- "Собака" - через "а" или через "о"? - бормотал Сергей, сумрачно глядя на благоговеющую Верку. - Через "а", - решал он. Верка жадно следила за его рукой, выводящей перевернутую букву "а".
Закончив "русский язык", Сергей принимался за "литературу". У Верки здесь были свои обязанности. Когда Сергей зубрил стихотворение, Верка должна была, перегнувшись через стол, ладошкой закрывать в учебнике ту строфу, которую заборматы-вал он, дабы не появилось соблазна подглядывать.
- "Мороз и солнце - день чудесный… Мороз и солнце - день чудесный… Мороз и солнце - день чудесный…" - уныло и тупо повторял он. - Что там дальше? "Еще ты дремлешь, друг прелестный… Еще ты дремлешь…" Хренятина какая-то… Что там дальше?
Так однажды Верка приоткрыла ладошку, заглянула в учебник и вдруг прочла:
- "П-о-р-а-к-р-а-с-а-в-и-ц-а-п…"
- Не нуди! Быстрее! - приказал мальчик. - Ладно, на учебник, будешь подсказывать, где запнусь.
Он перевернул учебник и подтолкнул его Верке:
- Давай, чего там "пора"?
Верка, недоуменно поглядев на страницу раскрытого учебника, быстро перевернула его вверх ногами и старательно прочитала: "По-ра, кра-са-ви-ца, прос-нись"…

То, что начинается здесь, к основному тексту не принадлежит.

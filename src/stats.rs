use serde::{Deserialize, Serialize};

/// Online mean and sample standard deviation (Welford's algorithm).
#[derive(Debug, Clone, Default)]
pub struct Accumulator {
    n_vals: usize,
    mean: f64,
    diff_2_sum: f64,
}

#[derive(Debug, Clone, Copy, PartialEq, Serialize, Deserialize)]
pub struct AccumulatorReport {
    pub mean: f64,
    pub std_dev: f64,
}

impl Accumulator {
    pub fn new() -> Self {
        Self::default()
    }

    pub fn add(&mut self, val: f64) {
        self.n_vals += 1;

        let diff_a = val - self.mean;
        self.mean += diff_a / self.n_vals as f64;

        let diff_b = val - self.mean;
        self.diff_2_sum += diff_a * diff_b;
    }

    pub fn n_vals(&self) -> usize {
        self.n_vals
    }

    /// Standard deviation is `NaN` with fewer than two values.
    pub fn report(&self) -> AccumulatorReport {
        AccumulatorReport {
            mean: if self.n_vals > 0 { self.mean } else { f64::NAN },
            std_dev: if self.n_vals > 1 {
                (self.diff_2_sum / (self.n_vals as f64 - 1.0)).sqrt()
            } else {
                f64::NAN
            },
        }
    }
}
//! Coupled seagrass cellular automaton and biogeochemical ODE engine.
//!
//! Every cell of a rectangular seabed grid carries a discrete state and a
//! ten-component biogeochemical vector. Each simulated week advances every
//! vector through seven daily steps of the growth, nitrogen and phosphorus
//! models, then applies the stochastic transition rule to the discrete states.

pub mod analysis;
pub mod automaton;
pub mod cell;
pub mod config;
pub mod engine;
pub mod growth;
pub mod kinetics;
pub mod manager;
pub mod nitrogen;
pub mod phosphorus;
pub mod season;
pub mod snapshot;
pub mod solver;
pub mod stats;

Сергей несколько секунд глядел на нее, как на считающую собаку в цирке, потом вскочил и крикнул пронзительно:
- Па! Пап!!! Верка читает навыворот!
Прибежал из кухни с газетой в руках дядя Валя - в очках, строгий и деятельный. Верку еще раз заставили читать и так и эдак. Дядя Валя сказал, что случай феноменальный, что Верка жутко способная, и стал тут же, не сходя с места, учить ее читать правильно, покрикивая и даже пару раз легонько съездив ей по макушке. Все трое были в восторге от происшествия…
Недели через две Верка уже сносно читала, а через два месяца, совершенно обезумев от возможности часами жить в сочиненном кем-то, разнообразно прекрасном мире, одну за другой осиливала книжки Сергея, до которых сам он, как презрительно говорил дядя Валя, "еще не дорос".
Мать к этой новости отнеслась подозрительно и враждебно. Ее давняя скрытая ненависть к "шибко умным", унесенная от Семипалого, всколыхнулась с прежней силой. Как она и опасалась, дочь получалась из той же породы, вырастала чужой и непонятной - себе на уме, отродье Семипалово…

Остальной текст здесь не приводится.